[Collected data entries]
Start of Block

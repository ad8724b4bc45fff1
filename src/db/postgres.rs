use entity::{favorite, follow, user};
use migration::{Migrator, MigratorTrait};
use sea_orm::sea_query::OnConflict;
use sea_orm::{
    ColumnTrait, Database, DatabaseConnection, DbErr, EntityTrait, QueryFilter, Set, SqlErr,
    TransactionTrait,
};
use tracing::info;
use uuid::Uuid;

use crate::db::store::UserStore;
use crate::types::error::AppError;
use crate::types::user::User;

// names the offending field from the violated constraint; the user
// table has exactly two unique indexes, idx_user_username and
// idx_user_email
fn unique_conflict(msg: &str) -> AppError {
    if msg.contains("idx_user_email") {
        AppError::taken("email")
    } else {
        AppError::taken("username")
    }
}

/// Postgres-backed store. Relation sets live in the `follow` and
/// `favorite` join tables; their composite primary keys make the set
/// invariant structural rather than convention-enforced.
#[derive(Clone)]
pub struct PgStore {
    db: DatabaseConnection,
}

impl PgStore {
    pub async fn connect(uri: &str) -> Result<Self, DbErr> {
        info!("connecting to postgres");
        let db = Database::connect(uri).await?;
        info!("running migrations");
        Migrator::up(&db, None).await?;
        info!("store ready");
        Ok(Self { db })
    }

    async fn load(&self, model: user::Model) -> Result<User, AppError> {
        let following = follow::Entity::find()
            .filter(follow::Column::UserId.eq(model.id))
            .all(&self.db)
            .await?
            .into_iter()
            .map(|f| f.target_id)
            .collect();
        let favorites = favorite::Entity::find()
            .filter(favorite::Column::UserId.eq(model.id))
            .all(&self.db)
            .await?
            .into_iter()
            .map(|f| f.item_id)
            .collect();

        Ok(User {
            id: model.id,
            username: model.username,
            email: model.email,
            bio: model.bio,
            image: model.image,
            salt: model.salt,
            hash: model.hash,
            following,
            favorites,
            created_at: model.created_at,
            updated_at: model.updated_at,
        })
    }

    fn row(u: &User) -> user::ActiveModel {
        user::ActiveModel {
            id: Set(u.id),
            username: Set(u.username.clone()),
            email: Set(u.email.clone()),
            bio: Set(u.bio.clone()),
            image: Set(u.image.clone()),
            salt: Set(u.salt.clone()),
            hash: Set(u.hash.clone()),
            created_at: Set(u.created_at),
            updated_at: Set(u.updated_at),
        }
    }
}

#[async_trait::async_trait]
impl UserStore for PgStore {
    async fn find_by_id(&self, id: Uuid) -> Result<Option<User>, AppError> {
        match user::Entity::find_by_id(id).one(&self.db).await? {
            Some(model) => Ok(Some(self.load(model).await?)),
            None => Ok(None),
        }
    }

    async fn find_by_username(&self, username: &str) -> Result<Option<User>, AppError> {
        let found = user::Entity::find()
            .filter(user::Column::Username.eq(username))
            .one(&self.db)
            .await?;
        match found {
            Some(model) => Ok(Some(self.load(model).await?)),
            None => Ok(None),
        }
    }

    async fn find_by_email(&self, email: &str) -> Result<Option<User>, AppError> {
        let found = user::Entity::find()
            .filter(user::Column::Email.eq(email))
            .one(&self.db)
            .await?;
        match found {
            Some(model) => Ok(Some(self.load(model).await?)),
            None => Ok(None),
        }
    }

    async fn insert(&self, u: &User) -> Result<(), AppError> {
        // pre-check so conflicts surface as field-level errors; the
        // unique indexes remain the backstop under races
        if user::Entity::find()
            .filter(user::Column::Username.eq(u.username.as_str()))
            .one(&self.db)
            .await?
            .is_some()
        {
            return Err(AppError::taken("username"));
        }
        if user::Entity::find()
            .filter(user::Column::Email.eq(u.email.as_str()))
            .one(&self.db)
            .await?
            .is_some()
        {
            return Err(AppError::taken("email"));
        }

        // a concurrent registration can still slip past the pre-check;
        // the unique index then fires and must surface the same
        // field-level error, not a bare db failure
        match user::Entity::insert(Self::row(u)).exec(&self.db).await {
            Ok(_) => Ok(()),
            Err(e) => match e.sql_err() {
                Some(SqlErr::UniqueConstraintViolation(msg)) => Err(unique_conflict(&msg)),
                _ => Err(e.into()),
            },
        }
    }

    async fn save(&self, u: &User) -> Result<(), AppError> {
        let txn = self.db.begin().await?;

        user::Entity::insert(Self::row(u))
            .on_conflict(
                OnConflict::column(user::Column::Id)
                    .update_columns([
                        user::Column::Username,
                        user::Column::Email,
                        user::Column::Bio,
                        user::Column::Image,
                        user::Column::Salt,
                        user::Column::Hash,
                        user::Column::UpdatedAt,
                    ])
                    .to_owned(),
            )
            .exec(&txn)
            .await?;

        // reconcile relation rows against the in-memory sets; the
        // transaction keeps the user and its edges consistent
        follow::Entity::delete_many()
            .filter(follow::Column::UserId.eq(u.id))
            .exec(&txn)
            .await?;
        for target in &u.following {
            follow::Entity::insert(follow::ActiveModel {
                user_id: Set(u.id),
                target_id: Set(*target),
            })
            .exec(&txn)
            .await?;
        }

        favorite::Entity::delete_many()
            .filter(favorite::Column::UserId.eq(u.id))
            .exec(&txn)
            .await?;
        for item in &u.favorites {
            favorite::Entity::insert(favorite::ActiveModel {
                user_id: Set(u.id),
                item_id: Set(*item),
            })
            .exec(&txn)
            .await?;
        }

        txn.commit().await?;
        Ok(())
    }
}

End of Block

• Try it: Every line in the records has to be written out again exactly.

• Output for this task:
repository ad8724b4bc45fff1
filename src/db/postgres.rs
use entity::{favorite, follow, user};
use migration::{Migrator, MigratorTrait};
use sea_orm::sea_query::OnConflict;
use sea_orm::{
    ColumnTrait, Database, DatabaseConnection, DbErr, EntityTrait, QueryFilter, Set, SqlErr,
    TransactionTrait,
};
use tracing::info;
use uuid::Uuid;

use crate::db::store::UserStore;
use crate::types::error::AppError;
use crate::types::user::User;

// names the offending field from the violated constraint; the user
// table has exactly two unique indexes, idx_user_username and
// idx_user_email
fn unique_conflict(msg: &str) -> AppError {
    if msg.contains("idx_user_email") {
        AppError::taken("email")
    } else {
        AppError::taken("username")
    }
}

/// Postgres-backed store. Relation sets live in the `follow` and
/// `favorite` join tables; their composite primary keys make the set
/// invariant structural rather than convention-enforced.
#[derive(Clone)]
pub struct PgStore {
    db: DatabaseConnection,
}

impl PgStore {
    pub async fn connect(uri: &str) -> Result<Self, DbErr> {
        info!("connecting to postgres");
        let db = Database::connect(uri).await?;
        info!("running migrations");
        Migrator::up(&db, None).await?;
        info!("store ready");
        Ok(Self { db })
    }

    async fn load(&self, model: user::Model) -> Result<User, AppError> {
        let following = follow::Entity::find()
            .filter(follow::Column::UserId.eq(model.id))
            .all(&self.db)
            .await?
            .into_iter()
            .map(|f| f.target_id)
            .collect();
        let favorites = favorite::Entity::find()
            .filter(favorite::Column::UserId.eq(model.id))
            .all(&self.db)
            .await?
            .into_iter()
            .map(|f| f.item_id)
            .collect();

        Ok(User {
            id: model.id,
            username: model.username,
            email: model.email,
            bio: model.bio,
            image: model.image,
            salt: model.salt,
            hash: model.hash,
            following,
            favorites,
            created_at: model.created_at,
            updated_at: model.updated_at,
        })
    }

    fn row(u: &User) -> user::ActiveModel {
        user::ActiveModel {
            id: Set(u.id),
            username: Set(u.username.clone()),
            email: Set(u.email.clone()),
            bio: Set(u.bio.clone()),
            image: Set(u.image.clone()),
            salt: Set(u.salt.clone()),
            hash: Set(u.hash.clone()),
            created_at: Set(u.created_at),
            updated_at: Set(u.updated_at),
        }
    }
}

#[async_trait::async_trait]
impl UserStore for PgStore {
    async fn find_by_id(&self, id: Uuid) -> Result<Option<User>, AppError> {
        match user::Entity::find_by_id(id).one(&self.db).await? {
            Some(model) => Ok(Some(self.load(model).await?)),
            None => Ok(None),
        }
    }

    async fn find_by_username(&self, username: &str) -> Result<Option<User>, AppError> {
        let found = user::Entity::find()
            .filter(user::Column::Username.eq(username))
            .one(&self.db)
            .await?;
        match found {
            Some(model) => Ok(Some(self.load(model).await?)),
            None => Ok(None),
        }
    }

    async fn find_by_email(&self, email: &str) -> Result<Option<User>, AppError> {
        let found = user::Entity::find()
            .filter(user::Column::Email.eq(email))
            .one(&self.db)
            .await?;
        match found {
            Some(model) => Ok(Some(self.load(model).await?)),
            None => Ok(None),
        }
    }

    async fn insert(&self, u: &User) -> Result<(), AppError> {
        // pre-check so conflicts surface as field-level errors; the
        // unique indexes remain the backstop under races
        if user::Entity::find()
            .filter(user::Column::Username.eq(u.username.as_str()))
            .one(&self.db)
            .await?
            .is_some()
        {
            return Err(AppError::taken("username"));
        }
        if user::Entity::find()
            .filter(user::Column::Email.eq(u.email.as_str()))
            .one(&self.db)
            .await?
            .is_some()
        {
            return Err(AppError::taken("email"));
        }

        // a concurrent registration can still slip past the pre-check;
        // the unique index then fires and must surface the same
        // field-level error, not a bare db failure
        match user::Entity::insert(Self::row(u)).exec(&self.db).await {
            Ok(_) => Ok(()),
            Err(e) => match e.sql_err() {
                Some(SqlErr::UniqueConstraintViolation(msg)) => Err(unique_conflict(&msg)),
                _ => Err(e.into()),
            },
        }
    }

    async fn save(&self, u: &User) -> Result<(), AppError> {
        let txn = self.db.begin().await?;

        user::Entity::insert(Self::row(u))
            .on_conflict(
                OnConflict::column(user::Column::Id)
                    .update_columns([
                        user::Column::Username,
                        user::Column::Email,
                        user::Column::Bio,
                        user::Column::Image,
                        user::Column::Salt,
                        user::Column::Hash,
                        user::Column::UpdatedAt,
                    ])
                    .to_owned(),
            )
            .exec(&txn)
            .await?;

        // reconcile relation rows against the in-memory sets; the
        // transaction keeps the user and its edges consistent
        follow::Entity::delete_many()
            .filter(follow::Column::UserId.eq(u.id))
            .exec(&txn)
            .await?;
        for target in &u.following {
            follow::Entity::insert(follow::ActiveModel {
                user_id: Set(u.id),
                target_id: Set(*target),
            })
            .exec(&txn)
            .await?;
        }

        favorite::Entity::delete_many()
            .filter(favorite::Column::UserId.eq(u.id))
            .exec(&txn)
            .await?;
        for item in &u.favorites {
            favorite::Entity::insert(favorite::ActiveModel {
                user_id: Set(u.id),
                item_id: Set(*item),
            })
            .exec(&txn)
            .await?;
        }

        txn.commit().await?;
        Ok(())
    }
}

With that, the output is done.